**How to complete this task:** All lines between the start of the listing below and the line containing "targeting PHP 8.0.0.", inclusive, must be repeated exactly.

**Exercise data:**
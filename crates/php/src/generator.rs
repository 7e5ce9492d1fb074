//! PHP code generation.

use surn_core::{
    API_VERSION, AstNode, NodeKind, RegistrationDescriptor, Result, SurnError, TextBuffer,
    TransformModule, Version,
};

use crate::LANG_NAME;

const OPEN_TAG: &str = "<?php";
const TERMINATOR: &str = ";";
const NAMESPACE_SEPARATOR: &str = "\\";
const MACRO_SIGIL: &str = "#";

/// Language module targeting PHP 8.
#[derive(Debug, Clone)]
pub struct PhpModule {
    lang_version: Version,
}

impl PhpModule {
    /// Creates a module targeting PHP 8.0.0.
    pub fn new() -> Self {
        Self {
            lang_version: Version::new(8, 0, 0),
        }
    }

    /// Targets a specific PHP release.
    pub fn with_lang_version(mut self, version: Version) -> Self {
        self.lang_version = version;
        self
    }

    fn render(&self, node: &AstNode, qualified: bool) -> Result<String> {
        node.validate()?;

        let mut out = TextBuffer::with_capacity(node.name.len() + node.surname.len() + 2);

        match node.kind {
            NodeKind::Statement => {
                out.append(&node.name).append(TERMINATOR);
            }
            NodeKind::Expression => {
                if qualified && !node.surname.is_empty() {
                    out.append(&node.surname).append(NAMESPACE_SEPARATOR);
                }
                out.append(&node.name);
            }
            NodeKind::Macro => {
                // Placeholder until macro expansion runs.
                out.append(MACRO_SIGIL).append(&node.name);
            }
            NodeKind::Unknown(tag) => {
                return Err(SurnError::UnsupportedNodeKind {
                    tag,
                    node: node.label(),
                });
            }
        }

        Ok(out.into_string())
    }
}

impl Default for PhpModule {
    fn default() -> Self {
        Self::new()
    }
}

impl TransformModule for PhpModule {
    fn register(&self) -> Result<RegistrationDescriptor> {
        Ok(RegistrationDescriptor::new(
            LANG_NAME,
            format!("Support for PHP {}.x.x", self.lang_version.major),
            self.lang_version,
            API_VERSION,
        ))
    }

    fn transform(&self, node: &AstNode) -> Result<String> {
        self.render(node, false)
    }

    fn transform_qualified(&self, node: &AstNode) -> Result<String> {
        self.render(node, true)
    }

    fn prologue(&self) -> String {
        OPEN_TAG.to_string()
    }
}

**Answer to this problem:**
filename crates/php/src/generator.rs
repository 7e5ce9492d1fb074
//! PHP code generation.

use surn_core::{
    API_VERSION, AstNode, NodeKind, RegistrationDescriptor, Result, SurnError, TextBuffer,
    TransformModule, Version,
};

use crate::LANG_NAME;

const OPEN_TAG: &str = "<?php";
const TERMINATOR: &str = ";";
const NAMESPACE_SEPARATOR: &str = "\\";
const MACRO_SIGIL: &str = "#";

/// Language module targeting PHP 8.
#[derive(Debug, Clone)]
pub struct PhpModule {
    lang_version: Version,
}

impl PhpModule {
    /// Creates a module targeting PHP 8.0.0.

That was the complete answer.